Exercise brief — From the line with "and display label." through the line with "use super::*;", inclusive, return each line of the data below exactly and leave the rest out.

Segment Start: Data

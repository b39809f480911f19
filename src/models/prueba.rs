use crate::database::{Database, Direction, Model, Record};

pub static PRUEBA: Model = Model::new("pruebas", "id").with_fillable(&[
    "nombre",
    "descripcion",
    "tipo",
    "unidad_medida",
    "instrucciones",
    "valor_minimo",
    "valor_maximo",
    "es_mejor_mayor",
    "activo",
]);

/// Test categories: stored key and display label.
pub const TIPOS: &[(&str, &str)] = &[
    ("fuerza", "Fuerza"),
    ("velocidad", "Velocidad"),
    ("resistencia", "Resistencia"),
    ("flexibilidad", "Flexibilidad"),
    ("coordinacion", "Coordinación"),
    ("otro", "Otro"),
];

pub fn tipos() -> &'static [(&'static str, &'static str)] {
    TIPOS
}

/// Active tests by name.
pub fn activas(db: &mut Database) -> Vec<Record> {
    PRUEBA
        .query()
        .where_eq("activo", true)
        .order_by("nombre", Direction::Asc)
        .get(db)
}

pub fn by_tipo(db: &mut Database, tipo: &str) -> Vec<Record> {
    PRUEBA
        .query()
        .where_eq("tipo", tipo)
        .where_eq("activo", true)
        .order_by("nombre", Direction::Asc)
        .get(db)
}

#[cfg(test)]
mod tests {
    use super::*;
    use crate::database::Value;

    #[test]
    fn activas_are_sorted_by_name() {
        let mut db = Database::open_in_memory().unwrap();
        db.migrate().unwrap();
        for (nombre, tipo, activo) in [
            ("Salto vertical", "fuerza", 1),
            ("Flexión de tronco", "flexibilidad", 1),
            ("Abdominales", "fuerza", 1),
            ("Carrera 1000 m", "resistencia", 0),
        ] {
            db.insert(
                "pruebas",
                &[("nombre", nombre.into()), ("tipo", tipo.into()), ("activo", activo.into())],
            )
            .unwrap();
        }

        let nombres: Vec<Value> = activas(&mut db).iter().map(|p| p.get("nombre")).collect();
        assert_eq!(
            nombres,
            vec![
                Value::from("Abdominales"),
                Value::from("Flexión de tronco"),
                Value::from("Salto vertical"),
            ]
        );
        assert_eq!(by_tipo(&mut db, "fuerza").len(), 2);
        assert!(by_tipo(&mut db, "resistencia").is_empty());
    }

    #[test]
    fn tipos_cover_every_category() {
        let keys: Vec<&str> = tipos().iter().map(|(k, _)| *k).collect();
        assert_eq!(keys.len(), 6);
        assert!(keys.contains(&"coordinacion"));
    }
}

Segment End: Data

Solved exercise —
/// Test categories: stored key and display label.
pub const TIPOS: &[(&str, &str)] = &[
    ("fuerza", "Fuerza"),
    ("velocidad", "Velocidad"),
    ("resistencia", "Resistencia"),
    ("flexibilidad", "Flexibilidad"),
    ("coordinacion", "Coordinación"),
    ("otro", "Otro"),
];

pub fn tipos() -> &'static [(&'static str, &'static str)] {
    TIPOS
}

/// Active tests by name.
pub fn activas(db: &mut Database) -> Vec<Record> {
    PRUEBA
        .query()
        .where_eq("activo", true)
        .order_by("nombre", Direction::Asc)
        .get(db)
}

pub fn by_tipo(db: &mut Database, tipo: &str) -> Vec<Record> {
    PRUEBA
        .query()
        .where_eq("tipo", tipo)
        .where_eq("activo", true)
        .order_by("nombre", Direction::Asc)
        .get(db)
}

#[cfg(test)]
mod tests {
    use super::*;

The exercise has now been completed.